EXERCISE REQUIREMENTS = Copy out the entries below exactly as they stand, but only from the line containing "c.centroid.map(|p| (c.area, p)))" through the line containing "let mut points: Vec<Point>".

Dataset entries:

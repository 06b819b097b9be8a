//! Identifier newtypes.
//!
//! Both ids are UUIDv7 strings when minted locally, but any string handed in
//! by a caller's store (e.g. an integer primary key) is accepted verbatim.

use serde::{Deserialize, Serialize};
use uuid::Uuid;

/// Identifier of one stored drawing revision
#[derive(Debug, Clone, PartialEq, Eq, PartialOrd, Ord, Hash, Serialize, Deserialize)]
#[serde(transparent)]
pub struct VersionId(String);

impl VersionId {
    /// Mint a fresh VersionId using UUIDv7
    pub fn new() -> Self {
        Self(Uuid::now_v7().to_string())
    }

    /// Get the string representation
    pub fn as_str(&self) -> &str {
        &self.0
    }

    /// Wrap an id assigned by an external store
    pub fn from_string(s: impl Into<String>) -> Self {
        Self(s.into())
    }
}

impl Default for VersionId {
    fn default() -> Self {
        Self::new()
    }
}

impl std::fmt::Display for VersionId {
    fn fmt(&self, f: &mut std::fmt::Formatter<'_>) -> std::fmt::Result {
        write!(f, "{}", self.0)
    }
}

impl From<&str> for VersionId {
    fn from(s: &str) -> Self {
        Self(s.to_string())
    }
}

/// Identifier attached to every log event of a single invocation
#[derive(Debug, Clone, PartialEq, Eq, Hash, Serialize, Deserialize)]
#[serde(transparent)]
pub struct RunId(String);

impl RunId {
    /// Generate a new RunId using UUIDv7
    pub fn new() -> Self {
        Self(Uuid::now_v7().to_string())
    }

    /// Get the string representation
    pub fn as_str(&self) -> &str {
        &self.0
    }
}

impl Default for RunId {
    fn default() -> Self {
        Self::new()
    }
}

impl std::fmt::Display for RunId {
    fn fmt(&self, f: &mut std::fmt::Formatter<'_>) -> std::fmt::Result {
        write!(f, "{}", self.0)
    }
}
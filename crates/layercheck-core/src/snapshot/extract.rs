//! Document to per-layer snapshot reduction

use std::collections::BTreeMap;

use super::geometry::{entity_area, entity_points, polygon_centroid, Bounds};
use super::model::LayerSnapshot;
use crate::model::{Document, Entity, Point};
use crate::{log_op_end, log_op_start};

/// One polygon's area and (when non-degenerate) centroid
struct Contribution {
    area: f64,
    centroid: Option<Point>,
}

fn contribution(entity: &Entity) -> Option<Contribution> {
    let area = entity_area(entity)?;
    let centroid = if entity.points.len() >= 3 {
        polygon_centroid(&entity.points)
    } else {
        None
    };
    Some(Contribution { area, centroid })
}

/// Sum areas and weight centroids in a fixed order so entity order cannot
/// change floating-point results.
fn summarize(mut parts: Vec<Contribution>) -> (f64, Option<Point>) {
    parts.sort_by(|a, b| {
        let key = |c: &Contribution| c.centroid.map(|p| (p.x, p.y)).unwrap_or((f64::NAN, f64::NAN));
        let (ax, ay) = key(a);
        let (bx, by) = key(b);
        a.area
            .total_cmp(&b.area)
            .then(ax.total_cmp(&bx))
            .then(ay.total_cmp(&by))
    });

    let area = parts.iter().fold(0.0, |acc, c| acc + c.area);

    let weighted: Vec<(f64, Point)> = parts
        .iter()
        .filter_map(|c| c.centroid.map(|p| (c.area, p)))
        .filter(|(a, _)| *a > 0.0)
        .collect();
    let weight: f64 = weighted.iter().map(|(a, _)| a).sum();
    let centroid = (weight > 0.0).then(|| {
        let x: f64 = weighted.iter().map(|(a, p)| a * p.x).sum();
        let y: f64 = weighted.iter().map(|(a, p)| a * p.y).sum();
        Point::new(x / weight, y / weight)
    });

    (area, centroid)
}

fn sorted_points(entities: &[&Entity]) -> Vec<Point> {
    let mut points: Vec<Point> = entities.iter().flat_map(|e| entity_points(*e)).collect();
    points.sort_by(|a, b| a.x.total_cmp(&b.x).then(a.y.total_cmp(&b.y)));
    points
}

/// Reduce a document to one snapshot per layer, sorted by layer name.
///
/// Entities referencing a layer that the document does not declare are
/// ignored.
pub fn extract(document: &Document) -> Vec<LayerSnapshot> {
    log_op_start!("extract", layer_count = document.layers.len());
    let start = std::time::Instant::now();

    let mut by_layer: BTreeMap<&str, Vec<&Entity>> = BTreeMap::new();
    for entity in &document.entities {
        by_layer.entry(entity.layer.as_str()).or_default().push(entity);
    }

    let mut snapshots: Vec<LayerSnapshot> = document
        .layers
        .iter()
        .map(|layer| {
            let entities = by_layer.get(layer.name.as_str()).map(Vec::as_slice).unwrap_or(&[]);
            let (area, polygon_centroid) = summarize(entities.iter().filter_map(|e| contribution(e)).collect());
            let bounds = Bounds::of(sorted_points(entities));

            let mut snapshot = LayerSnapshot::new(layer.name.clone(), layer.color);
            snapshot.entity_count = entities.len();
            snapshot.area = area;
            snapshot.centroid = polygon_centroid.or_else(|| bounds.map(|b| b.center()));
            snapshot.bounds = bounds;
            snapshot.linetype = layer.linetype.clone();
            snapshot.visible = layer.visible;
            snapshot
        })
        .collect();
    snapshots.sort_by(|a, b| a.name.cmp(&b.name));

    let undeclared = by_layer
        .keys()
        .filter(|name| document.layer(name).is_none())
        .count();
    if undeclared > 0 {
        tracing::warn!(undeclared_layers = undeclared, "entities reference undeclared layers");
    }

    log_op_end!(
        "extract",
        duration_ms = start.elapsed().as_millis() as u64,
        snapshot_count = snapshots.len()
    );
    snapshots
}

FINISHED EXERCISE =
        .filter_map(|c| c.centroid.map(|p| (c.area, p)))
        .filter(|(a, _)| *a > 0.0)
        .collect();
    let weight: f64 = weighted.iter().map(|(a, _)| a).sum();
    let centroid = (weight > 0.0).then(|| {
        let x: f64 = weighted.iter().map(|(a, p)| a * p.x).sum();
        let y: f64 = weighted.iter().map(|(a, p)| a * p.y).sum();
        Point::new(x / weight, y / weight)
    });

    (area, centroid)
}

fn sorted_points(entities: &[&Entity]) -> Vec<Point> {
    let mut points: Vec<Point> = entities.iter().flat_map(|e| entity_points(*e)).collect();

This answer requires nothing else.